Badanie zostało przeprowadzone na dziewięciu dorosłych małpach z gatunku makaków. Zwierzęta najpierw zostały nauczone wykonywania dwóch rodzajów zadań. Pierwsze z nich pozwalało naukowcom sprawdzić wpływ wielkości nagród na poziom motywacji. Natomiast drugie umożliwiało określenie tendencji do wybierania mniejszych nagród dostarczanych natychmiast zamiast większych, lecz otrzymywanych później. Dzięki tym zadaniom badacze mogli zmierzyć, jak wielkość nagród oraz koszt ich zdobycia wpływają na zachowanie zwierząt. Jednocześnie naukowcy wykorzystali metody psychofarmakologiczne, by selektywnie “wyłączać” receptory dopaminergiczne, czyli zmniejszać poziom dopaminy w zaopatrywanych przez nie sieciach neuronowych. Skuteczność tego zabiegu została potwierdzona dzięki obrazowaniu mózgu przy pomocy skanera PET (ang. positron emission tomography, pozytonowa tomografia emisyjna). Dzięki temu mogli sprawdzić wpływ aktywności obu rodzajów receptorów na poziom motywacji oraz proces szacowania zysków i strat.
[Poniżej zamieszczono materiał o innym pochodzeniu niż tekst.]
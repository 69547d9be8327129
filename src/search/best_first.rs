//! Dijkstra and A*: best-first search that differ only in the ordering key.

use std::time::Duration;

use crate::grid::{Grid, Point};
use crate::search::{
    endpoints, manhattan, reconstruct_path, AlgorithmResult, Deadline, OpenSet, Outcome, StepSink,
};

/// Uniform-cost search, ordered by accumulated cost alone
pub(crate) fn dijkstra(
    grid: &mut Grid,
    sink: &mut dyn StepSink,
    budget: Duration,
) -> AlgorithmResult {
    best_first(grid, sink, budget, false)
}

/// Ordered by accumulated cost plus Manhattan distance to the goal
pub(crate) fn astar(grid: &mut Grid, sink: &mut dyn StepSink, budget: Duration) -> AlgorithmResult {
    best_first(grid, sink, budget, true)
}

fn best_first(
    grid: &mut Grid,
    sink: &mut dyn StepSink,
    budget: Duration,
    guided: bool,
) -> AlgorithmResult {
    let Some((start_idx, goal_idx)) = endpoints(grid) else {
        return AlgorithmResult::default();
    };
    let goal = grid.goal();
    let estimate = |p: Point| if guided { manhattan(p, goal) } else { 0 };

    let start = grid.cell_mut(start_idx);
    start.g_cost = 0;
    start.h_cost = estimate(start.pos());
    let mut open = OpenSet::default();
    open.push(start_idx, start.f_cost());

    let mut visited_order = Vec::new();
    let mut nbuf: Vec<Point> = Vec::with_capacity(4);
    let deadline = Deadline::start(budget);

    let outcome = loop {
        if deadline.expired() {
            break Outcome::TimedOut;
        }
        let Some(ci) = open.pop() else {
            break Outcome::Exhausted;
        };

        // Stale entry of an already settled cell
        if grid.cell(ci).search_closed {
            continue;
        }
        grid.cell_mut(ci).search_closed = true;
        let current = grid.point_of(ci);
        visited_order.push(current);
        sink.on_visit(grid.cell(ci));

        if ci == goal_idx {
            break Outcome::Reached(ci);
        }

        let tentative_g = grid.cell(ci).g_cost + 1;
        nbuf.clear();
        nbuf.extend(grid.navigable_neighbors(current));

        for &np in nbuf.iter() {
            let Some(ni) = grid.index_of(np) else {
                continue;
            };
            let n = grid.cell_mut(ni);
            if n.search_closed || tentative_g >= n.g_cost {
                continue;
            }
            n.g_cost = tentative_g;
            n.h_cost = estimate(np);
            n.parent = Some(ci);
            open.push(ni, n.f_cost());
            sink.on_frontier(grid.cell(ni));
        }
    };

    let elapsed = deadline.elapsed();
    AlgorithmResult::conclude(outcome, visited_order, elapsed, |idx| {
        reconstruct_path(grid, idx)
    })
}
Wyniki badania ujawniły dotychczas nieznane neurobiologiczne aspekty podejmowania decyzji. Otóż optymalna analiza zysków i strat w obu zadaniach jest zależna od sprawnego funkcjonowania zarówno receptora D1R, jak i D2R. Zablokowanie działania któregokolwiek z nich sprawiało, że zwiększanie nagrody nie zwiększało motywacji. Ponadto wiązało się także ze spadkiem cierpliwości – małpy czekały na większe nagrody krócej. Natomiast zablokowanie działania samego receptora D2R zaburzało wyłącznie jeden aspekt szacowania zysków i strat. Otóż jeżeli wielkość nagrody zmieniała się, to zwierzęta powinny proporcjonalnie zmienić wysiłek wkładany w jej zdobycie. Jednak ten mechanizm nie działał, gdy receptor D2R był zablokowany. Zatem oba typy receptorów są niezbędne do właściwej regulacji poziomu motywacji. Co więcej, to receptor D2R odpowiada za prawidłowe porównanie zysków i strat w zmiennym środowisku.